Perguntei um dia ao meu pai:
“Otoochan, qual o significado do sobrenome Ogihara?”
“Significa campo de erva, mato. Só lembrar de haras” – respondeu meu pai.
Numa pesquisa rápida na internet agora parece que significa “campo de Miscanthus sacchariflorus”, uma planta com flores parecidas com o da cana-de-açúcar. Refletindo sobre o significado, achei muito poético e pensei na verdade que há nela: nós, humanos, somos como erva do campo em fragilidade e efemeridade e essa consciência nos faz humildes.

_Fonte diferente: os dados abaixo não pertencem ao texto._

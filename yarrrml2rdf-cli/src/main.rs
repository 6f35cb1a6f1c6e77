use std::io::Write;
use std::path::PathBuf;
use std::process::ExitCode;

use clap::Parser;

/// Transform a JSON record file into an RDF (Turtle) file.
#[derive(Parser)]
#[command(version, about)]
struct Args {
    /// JSON source file to be transformed
    #[arg(value_name = "SOURCE")]
    source: PathBuf,

    /// Turtle file that will contain the RDF result
    #[arg(value_name = "DESTINATION")]
    destination: PathBuf,

    /// YARRRML mapping file
    #[arg(value_name = "MAPPING")]
    mapping: PathBuf,

    /// Print debug messages
    #[arg(long)]
    debug: bool,
}

fn main() -> Result<ExitCode, Box<dyn std::error::Error>> {
    let args = Args::parse();

    let default_filter = if args.debug { "yarrrml2rdf=debug" } else { "warn" };
    tracing_subscriber::fmt()
        .with_env_filter(
            tracing_subscriber::EnvFilter::try_from_default_env()
                .unwrap_or_else(|_| tracing_subscriber::EnvFilter::new(default_filter)),
        )
        .with_writer(std::io::stderr)
        .init();

    let mapping = std::fs::read_to_string(&args.mapping)?;
    let rules = match yarrrml2rdf::compile(&mapping) {
        Ok(rules) => rules,
        Err(error) => {
            eprintln!("Error: {error}");
            return Ok(ExitCode::FAILURE);
        }
    };

    let source = std::fs::read_to_string(&args.source)?;
    let records = match yarrrml2rdf::parse_records(&source) {
        Ok(records) => records,
        Err(error) => {
            eprintln!("Error: {error}");
            return Ok(ExitCode::FAILURE);
        }
    };

    let mut graph = oxrdf::Graph::new();
    rules.transform(&records, &mut graph);

    // serialize with every resolved prefix registered
    let serializer = rules.prefixes().iter().try_fold(
        oxttl::TurtleSerializer::new(),
        |serializer, (prefix, namespace)| {
            serializer.with_prefix(prefix.trim_end_matches(':'), namespace)
        },
    )?;

    let destination = std::fs::File::create(&args.destination)?;
    let mut writer = serializer.for_writer(std::io::BufWriter::new(destination));
    for triple in graph.iter() {
        writer.serialize_triple(triple)?;
    }
    writer.finish()?.flush()?;

    println!("RDF exported to {}", args.destination.display());
    Ok(ExitCode::SUCCESS)
}
//! A YARRRML mapping engine.
//!
//! [YARRRML](http://rml.io/yarrrml/spec/) is a YAML dialect for describing
//! how structured records become RDF triples. This crate compiles a mapping
//! document once into an immutable [`RuleSet`], then evaluates that rule set
//! against JSON records, emitting triples into a caller-owned
//! [`oxrdf::Graph`]:
//!
//! ```
//! let mapping = r#"
//! prefixes:
//!   ex: http://ex.org/
//! mappings:
//!   item:
//!     subject: ex:$(id)
//!     predicateobjects:
//!       - p: a
//!         o:
//!           - ex:Thing
//! "#;
//!
//! let mut graph = oxrdf::Graph::new();
//! yarrrml2rdf::process(mapping, r#"[{"recordid": 7, "fields": {"id": 7}}]"#, &mut graph)?;
//! assert_eq!(graph.len(), 1);
//! # Ok::<(), yarrrml2rdf::Error>(())
//! ```
//!
//! Records are independent of each other; a compiled [`RuleSet`] is read-only
//! and may be shared across threads if a caller wants to parallelize over
//! records.

mod compile;
mod prefixes;
mod template;
mod term;
mod transform;

pub use compile::{RuleSet, compile};
pub use prefixes::{PrefixTable, builtin_prefixes};
pub use transform::{Record, parse_records};

#[derive(derive_more::Error, derive_more::Display, derive_more::From, Debug)]
pub enum Error {
    /// The mapping document could not be parsed. Nothing is compiled.
    #[display("YARRRML mapping syntax error: {_0}")]
    MappingSyntax(serde_yaml::Error),

    /// The record input could not be parsed. Nothing is transformed.
    #[display("record input syntax error: {_0}")]
    RecordSyntax(serde_json::Error),

    /// The record input parsed but exposes no usable record sequence.
    #[display("record input error: {_0}")]
    RecordInput(#[error(not(source))] String),
}

/// Compiles `mapping` and transforms every record in `records` into `sink`.
///
/// Fatal errors (unparsable mapping or record input) abort before anything is
/// written to `sink`. Per-record failures are absorbed: a rule that cannot
/// produce a valid triple for a record is skipped, never fatal.
pub fn process(mapping: &str, records: &str, sink: &mut oxrdf::Graph) -> Result<(), Error> {
    let rules = compile(mapping)?;
    let records = parse_records(records)?;
    rules.transform(&records, sink);
    Ok(())
}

Por fim, Cardoso veio com o casamento. Cardoso significa “cheio de cardos”. Sobrenome de origem portuguesa comum no Brasil. Cardos são matinhos (ervas) cujas flores lindas vão do rosa forte ao rosa com tons de lilás. Curiosamente, combinando com o Ogihara, porque também reforça a ideia da minha fragilidade e transitoriedade, porém isso tudo me faz lembrar também que sou cuidada com esmero pelo nosso Criador, pois se Ele veste muito bem as ervas do campo que de manhã florescem e de tarde já as suas flores caem, quanto mais a mim, ou a nós, que somos mais preciosos aos Seus olhos!